Honestly, this to me would seem to settle the discussion. (Incidentally, I don't understand why aeismail adopts a rather apologetical tone in his answer.)


To comment on EnergyNumbers' original question:

But instead of being here, where it will be seen by hundreds of academics, and get thousands of views, it's been migrated to a quiet beta site where it will get dozens of views, very few of which will be academics.

That can't be an argument in favor of not migrating. If a question is off topic, then it's off topic. (See below.) I don't see how "it may be off topic at Academia, but it'll get many more hits here" makes a lot of sense.

I am somewhat active on CrossValidated.SE, which is SE for statistics. They recently added a custom close reason for data requests, directing people to OpenData. Which makes perfect sense, given the missions of the two sites. Yes, of course there is more activity at CV than at OD. But if the number of hits were a criterion, we would post everything at StackOverflow, and beta sites would never get any traffic at all.

It seems to me EnergyNumbers argues that the question is of special interest to academics because the DOI explicitly aims at academics. (To quote the migrated question, "I'm familiar with DOIs been allocated to historic time series, to give academics a unique, citable identifier for datasets."). However, the DOI Foundation's FAQ nowhere contains the word "academic" or variants. To quote from the FAQ:

A DOI name provides a means of persistently identifying a piece of intellectual property on a digital network and associating it with related current data in a structured extensible way.

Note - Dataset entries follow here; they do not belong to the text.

/// Returns a slot on a dependency cycle, if there is one.
fn find_cycle(edges: &[Vec<PropertyId>]) -> Option<usize> {
    #[derive(Copy, Clone, PartialEq)]
    enum Mark {
        New,
        Active,
        Done,
    }

    fn visit(slot: usize, edges: &[Vec<PropertyId>], marks: &mut [Mark]) -> Option<usize> {
        match marks[slot] {
            Mark::Done => return None,
            Mark::Active => return Some(slot),
            Mark::New => {}
        }
        marks[slot] = Mark::Active;
        for next in &edges[slot] {
            if let Some(found) = visit(next.slot(), edges, marks) {
                return Some(found);
            }
        }
        marks[slot] = Mark::Done;
        None
    }

    let mut marks = vec![Mark::New; edges.len()];
    (0..edges.len()).find_map(|slot| visit(slot, edges, &mut marks))
}

#[cfg(test)]
mod tests {
    use super::*;

    struct Base;

    impl Reflect for Base {
        fn describe(class: &mut ClassMetadataBuilder) {
            class.property::<u32>("Id").key();
            class.property::<String>("Title");
            class.table("base_table").view("base_view");
            class.constructor(ConstructorMetadata::new());
        }
    }

    struct Derived;

    impl Reflect for Derived {
        fn describe(class: &mut ClassMetadataBuilder) {
            class.inherit::<Base>();
            class.property::<String>("Name");
            class.property::<Option<String>>("Title").display_name("Job title");
            class.table("derived_table");
            class
                .constructor(ConstructorMetadata::new().parameter::<String>("name"))
                .constructor(ConstructorMetadata::new());
        }
    }

    #[test]
    fn derived_shadowing_keeps_base_slot() {
        let metadata = ClassMetadataBuilder::describe::<Derived>().unwrap();
        let names: Vec<_> = metadata.properties().iter().map(PropertyMetadata::name).collect();
        assert_eq!(names, ["Id", "Title", "Name"]);

        let title = metadata.property("Title").unwrap();
        assert_eq!(title.id(), PropertyId::new(1));
        assert_eq!(title.type_id(), TypeId::of::<Option<String>>());
        assert_eq!(title.display_name(), "Job title");
        assert!(title.declared_by().ends_with("Derived"));
        assert!(metadata.property("Id").unwrap().declared_by().ends_with("Base"));
    }

    #[test]
    fn class_settings_prefer_the_derived_class() {
        let metadata = ClassMetadataBuilder::describe::<Derived>().unwrap();
        assert_eq!(metadata.table(), Some("derived_table"));
        assert_eq!(metadata.view(), Some("base_view"));
        assert_eq!(metadata.schema(), None);
        assert_eq!(metadata.constructors().len(), 2);
        assert!(metadata.default_constructor().unwrap().is_default());
    }

    #[test]
    fn duplicate_declaration_is_rejected() {
        let mut class = ClassMetadataBuilder::new::<Base>();
        class.property::<u32>("Id");
        class.property::<u32>("Id");
        let err = class.build().unwrap_err();
        assert!(matches!(err, MetadataError::DuplicateProperty { property: "Id", .. }));
    }

    #[test]
    fn calculated_fields_register_on_sources() {
        let mut class = ClassMetadataBuilder::new::<Base>();
        class.property::<String>("First");
        class.property::<String>("Last");
        class.property::<String>("Full").calculated_from(&["First", "Last"]);
        class.property::<String>("Greeting").calculated_from(&["Full"]);
        let metadata = class.build().unwrap();

        let first = metadata.property("First").unwrap();
        assert_eq!(first.calculated_fields(), &[PropertyId::new(2)]);
        let full = metadata.property("Full").unwrap();
        assert_eq!(full.calculated_fields(), &[PropertyId::new(3)]);
        assert_eq!(full.depends_on(), &["First", "Last"]);
    }

    #[test]
    fn missing_source_names_both_properties() {
        let mut class = ClassMetadataBuilder::new::<Base>();
        class.property::<String>("Full").calculated_from(&["Middle"]);
        let err = class.build().unwrap_err();
        assert_eq!(
            err,
            MetadataError::MissingCalculatedSource {
                class: core::any::type_name::<Base>(),
                calculated: "Full",
                dependency: "Middle",
            }
        );
    }

    #[test]
    fn cycles_are_rejected() {
        let mut class = ClassMetadataBuilder::new::<Base>();
        class.property::<i32>("A").calculated_from(&["B"]);
        class.property::<i32>("B").calculated_from(&["A"]);
        assert!(matches!(
            class.build(),
            Err(MetadataError::CalculatedFieldCycle { .. })
        ));

        let mut class = ClassMetadataBuilder::new::<Base>();
        class.property::<i32>("Self").calculated_from(&["Self"]);
        assert!(matches!(
            class.build(),
            Err(MetadataError::CalculatedFieldCycle { property: "Self", .. })
        ));
    }

    #[test]
    fn handles_check_the_declared_type() {
        let metadata = ClassMetadataBuilder::describe::<Derived>().unwrap();
        let id = metadata.property_handle::<u32>("Id").unwrap();
        assert_eq!(id.id(), PropertyId::new(0));
        assert!(matches!(
            metadata.property_handle::<String>("Id"),
            Err(ModelError::TypeMismatch { property: "Id", .. })
        ));
        assert!(matches!(
            metadata.property_handle::<u32>("Nope"),
            Err(ModelError::UnknownProperty { .. })
        ));
    }

    #[test]
    fn lookups() {
        let metadata = ClassMetadataBuilder::describe::<Derived>().unwrap();
        assert_eq!(metadata.property_ignore_case("name").unwrap().name(), "Name");
        assert!(metadata.property("name").is_none());
        assert_eq!(metadata.property_at(PropertyId::new(2)).unwrap().name(), "Name");
        assert!(metadata.property_at(PropertyId::new(9)).is_none());
        let columns: Vec<_> = metadata.mapped_columns().map(|(_, column)| column).collect();
        assert_eq!(columns, ["Id", "Title", "Name"]);
    }
}
/// Storage, validation state and events of one model instance.
///
/// A model type holds a `ModelBase` and exposes typed accessors that forward
/// to it by property name. The bag type `B` selects the capabilities:
/// [`SimplePropertyBag`] for plain observable models,
/// [`ChangeTrackingPropertyBag`] for [`ChangeTracking`] and
/// [`EditablePropertyBag`] for [`EditableObject`] as well.
///
/// Methods taking a property name come in pairs: the `try_` form returns
/// [`ModelError`] and the plain form panics with the same message, since a
/// bad name or type is a bug in the model type.
///
/// ```rust
/// use understory_model::{ClassMetadataBuilder, ModelBase, Reflect, Required};
///
/// #[derive(Debug)]
/// struct Person {
///     base: ModelBase,
/// }
///
/// impl Reflect for Person {
///     fn describe(class: &mut ClassMetadataBuilder) {
///         class.property::<Option<String>>("FirstName").validate(Required::new());
///         class.property::<Option<String>>("LastName");
///         class
///             .property::<String>("FullName")
///             .read_only()
///             .calculated_from(&["FirstName", "LastName"]);
///     }
/// }
///
/// impl Person {
///     fn new() -> Self {
///         Self { base: ModelBase::new::<Self>() }
///     }
///
///     fn set_first_name(&mut self, value: &str) {
///         self.base.set(Some(value.to_owned()), "FirstName");
///     }
/// }
///
/// let mut person = Person::new();
/// assert!(!person.base.validate());
/// assert_eq!(person.base.get_errors("FirstName").len(), 1);
///
/// person.set_first_name("John");
/// assert!(!person.base.has_errors());
/// assert_eq!(person.base.get::<Option<String>>("FirstName").as_deref(), Some("John"));
/// ```
pub struct ModelBase<B: PropertyBag = SimplePropertyBag> {
    bag: B,
    host: ModelHost,
    child_links: HashMap<PropertyId, Unlink>,
}

/// Everything except the bag, so the bag can notify it while being mutated.
///
/// Property-changed handlers live in the hub, where watched children reach
/// them.
#[derive(Default)]
struct ModelHost {
    errors: ErrorsDictionary,
    hub: Rc<ChangeHub>,
    property_changing: EventHandlers<PropertyChangingEventArgs>,
    errors_changed: EventHandlers<DataErrorsChangedEventArgs>,
}

impl ModelHost {
    fn notify_has_errors(&mut self, update: ErrorsDictionaryUpdateType) {
        if update.has_errors_changed() {
            self.hub.raise(&HAS_ERRORS_ARGS);
        }
    }
}

impl BagObserver for ModelHost {
    fn property_changing(&mut self, args: &PropertyChangingEventArgs) {
        self.property_changing.raise(args);
    }

    fn property_changed(&mut self, args: &PropertyChangedEventArgs) {
        self.hub.raise(args);
    }

    fn change_flags(&mut self, _before: ChangeFlags, after: ChangeFlags, notify: bool) {
        let list_changed = self.hub.list_changed();
        let flags = ChangeFlags {
            local: after.local || list_changed,
            deep: after.deep || list_changed || self.hub.items_changed(),
        };
        self.hub.publish(flags, notify);
    }

    fn revalidate_property(&mut self, property: &PropertyMetadata, values: BagValues<'_>) {
        let context = ValidationContext::for_member(values, property);
        let value = values.get(property.id());
        let mut results = Vec::new();
        for validator in property.validators() {
            validator.validate(value, &context, &mut results);
        }
        if let Some(rule) = values.metadata().property_rule() {
            rule(&context, &mut results);
        }

        let update = self.errors.set_errors(property.name(), results);
        trace!(property = property.name(), ?update, "validated property");
        if update.is_change() {
            self.errors_changed
                .raise(&DataErrorsChangedEventArgs::new(property.name()));
        }
        self.notify_has_errors(update);
    }

    fn revalidate_object(&mut self, values: BagValues<'_>) {
        let mut results = Vec::new();
        if let Some(rule) = values.metadata().object_rule() {
            rule(&ValidationContext::for_object(values), &mut results);
        }

        let (update, affected) = self.errors.set_object_errors(results);
        trace!(class = values.metadata().name(), ?update, "validated object");
        if update.is_change() {
            self.errors_changed.raise(&DataErrorsChangedEventArgs::new(""));
            for name in affected {
                self.errors_changed.raise(&DataErrorsChangedEventArgs::new(name));
            }
        }
        self.notify_has_errors(update);
    }
}

macro_rules! or_panic {
    ($result:expr) => {
        match $result {
            Ok(value) => value,
            Err(err) => panic!("{err}"),
        }
    };
}
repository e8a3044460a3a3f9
pub mod memory;
pub mod user;

pub use memory::InMemoryUserRepository;
pub use user::PostgresUserRepository;
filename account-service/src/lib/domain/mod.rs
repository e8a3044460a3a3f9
pub mod user;
pub mod config;
pub mod domain;
pub mod inbound;
pub mod outbound;

pub use domain::user;
pub use outbound::repositories;
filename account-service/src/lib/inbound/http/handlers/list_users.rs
use axum::extract::State;
use axum::http::StatusCode;
use axum::Extension;
use chrono::DateTime;
use chrono::Utc;
use serde::Serialize;

use super::ApiError;
use super::ApiSuccess;
use crate::domain::user::models::User;
use crate::domain::user::ports::UserServicePort;
use crate::inbound::http::middleware::AuthenticatedUser;
use crate::inbound::http::router::AppState;

/// Full listing, no pagination.
pub async fn list_users(
    State(state): State<AppState>,
    Extension(current): Extension<AuthenticatedUser>,
) -> Result<ApiSuccess<ListUsersResponseData>, ApiError> {
    tracing::debug!(requested_by = %current.user.id, "Listing users");

    state
        .user_service
        .list_users()
        .await
        .map_err(ApiError::from)
        .map(|users| {
            ApiSuccess::new(
                StatusCode::OK,
                ListUsersResponseData {
                    users: users.iter().map(UserData::from).collect(),
                },
            )
        })
}

#[derive(Debug, Clone, PartialEq, Eq, Serialize)]
pub struct ListUsersResponseData {
    pub users: Vec<UserData>,
}

/// Public view of a user. The password hash is never rendered.
#[derive(Debug, Clone, PartialEq, Eq, Serialize)]
pub struct UserData {
    pub id: String,
    pub first_name: String,
    pub last_name: String,
    pub email: String,
    pub created_at: DateTime<Utc>,
}

impl From<&User> for UserData {
    fn from(user: &User) -> Self {
        Self {
            id: user.id.to_string(),
            first_name: user.first_name.as_str().to_string(),
            last_name: user.last_name.as_str().to_string(),
            email: user.email.as_str().to_string(),
            created_at: user.created_at,
        }
    }
}
use std::collections::HashMap;

use async_trait::async_trait;
use tokio::sync::RwLock;

use crate::domain::user::models::EmailAddress;
use crate::domain::user::models::User;
use crate::domain::user::models::UserId;
use crate::domain::user::ports::UserRepository;
use crate::user::errors::UserError;

/// Process-local user store.
///
/// Enforces the same email uniqueness rule as the `users_email_key` constraint.
/// Emails compare exactly, as the Postgres column does.
#[derive(Default)]
pub struct InMemoryUserRepository {
    users: RwLock<HashMap<UserId, User>>,
}

impl InMemoryUserRepository {
    pub fn new() -> Self {
        Self::default()
    }
}

#[async_trait]
impl UserRepository for InMemoryUserRepository {
    async fn create(&self, user: User) -> Result<User, UserError> {
        let mut users = self.users.write().await;

        if users.values().any(|u| u.email == user.email) {
            return Err(UserError::EmailAlreadyExists(
                user.email.as_str().to_string(),
            ));
        }

        users.insert(user.id, user.clone());
        Ok(user)
    }

    async fn find_by_id(&self, id: &UserId) -> Result<Option<User>, UserError> {
        Ok(self.users.read().await.get(id).cloned())
    }

    async fn find_by_email(&self, email: &EmailAddress) -> Result<Option<User>, UserError> {
        Ok(self
            .users
            .read()
            .await
            .values()
            .find(|u| &u.email == email)
            .cloned())
    }

    async fn list_all(&self) -> Result<Vec<User>, UserError> {
        let mut users: Vec<User> = self.users.read().await.values().cloned().collect();
        users.sort_by_key(|u| u.created_at);
        Ok(users)
    }

    async fn delete(&self, id: &UserId) -> Result<bool, UserError> {
        Ok(self.users.write().await.remove(id).is_some())
    }
}
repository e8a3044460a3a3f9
pub mod http;
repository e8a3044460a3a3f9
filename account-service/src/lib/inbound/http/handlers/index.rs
pub async fn index() -> &'static str {
    "Hello, World!"
}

Intellectual property may be specially relevant to academics, but it is so for lots of other people, too. This discussion here reminds me of boat programming, with "DOI" in place of "boat", and "academics" in place of "programmers". And I'd argue that many people who are interested in how DOI deals with "evolving" datasets will not be academics (e.g., industry researchers, technical journalists etc.), and they'd likely rather expect such a question on OpenData than on Academia. (Thank goodness for search engines.)

Across the whole Stack Exchange, a question doesn't get migrated just because it's a good fit elsewhere. It only gets migrated if it's not a good fit here. So why was this question not considered a good fit here?

Compare the on-topic help for OpenData:

Open Data Stack Exchange is for developers and researchers interested in open data.

with the analogous page for Academia:

This site is for academics of all levels—from aspiring graduate and professional students to senior researchers—as well as anyone in or interested in research-related or research-adjacent fields.

If you have a question about...

  • Life as a graduate student, postdoctoral researcher, university professor
  • Transitioning from undergraduate to graduate researcher
  • Inner workings of research departments
  • Requirements and expectations of academicians
  • University-level pedagogy

... then you're in the right place!

Looking back at aeismail's rationale quoted above, I'd say that the migrated question fits much more comfortably into the first than the second category, although one can of course argue that it's "research-adjacent" and doesn't cover open data in particular.


(No, I'm not going to flag the question for re-migration, given that there seems to be a consensus that it should stay. As may be obvious, if the question had been posted today, I would have flagged it, for the reasons above.)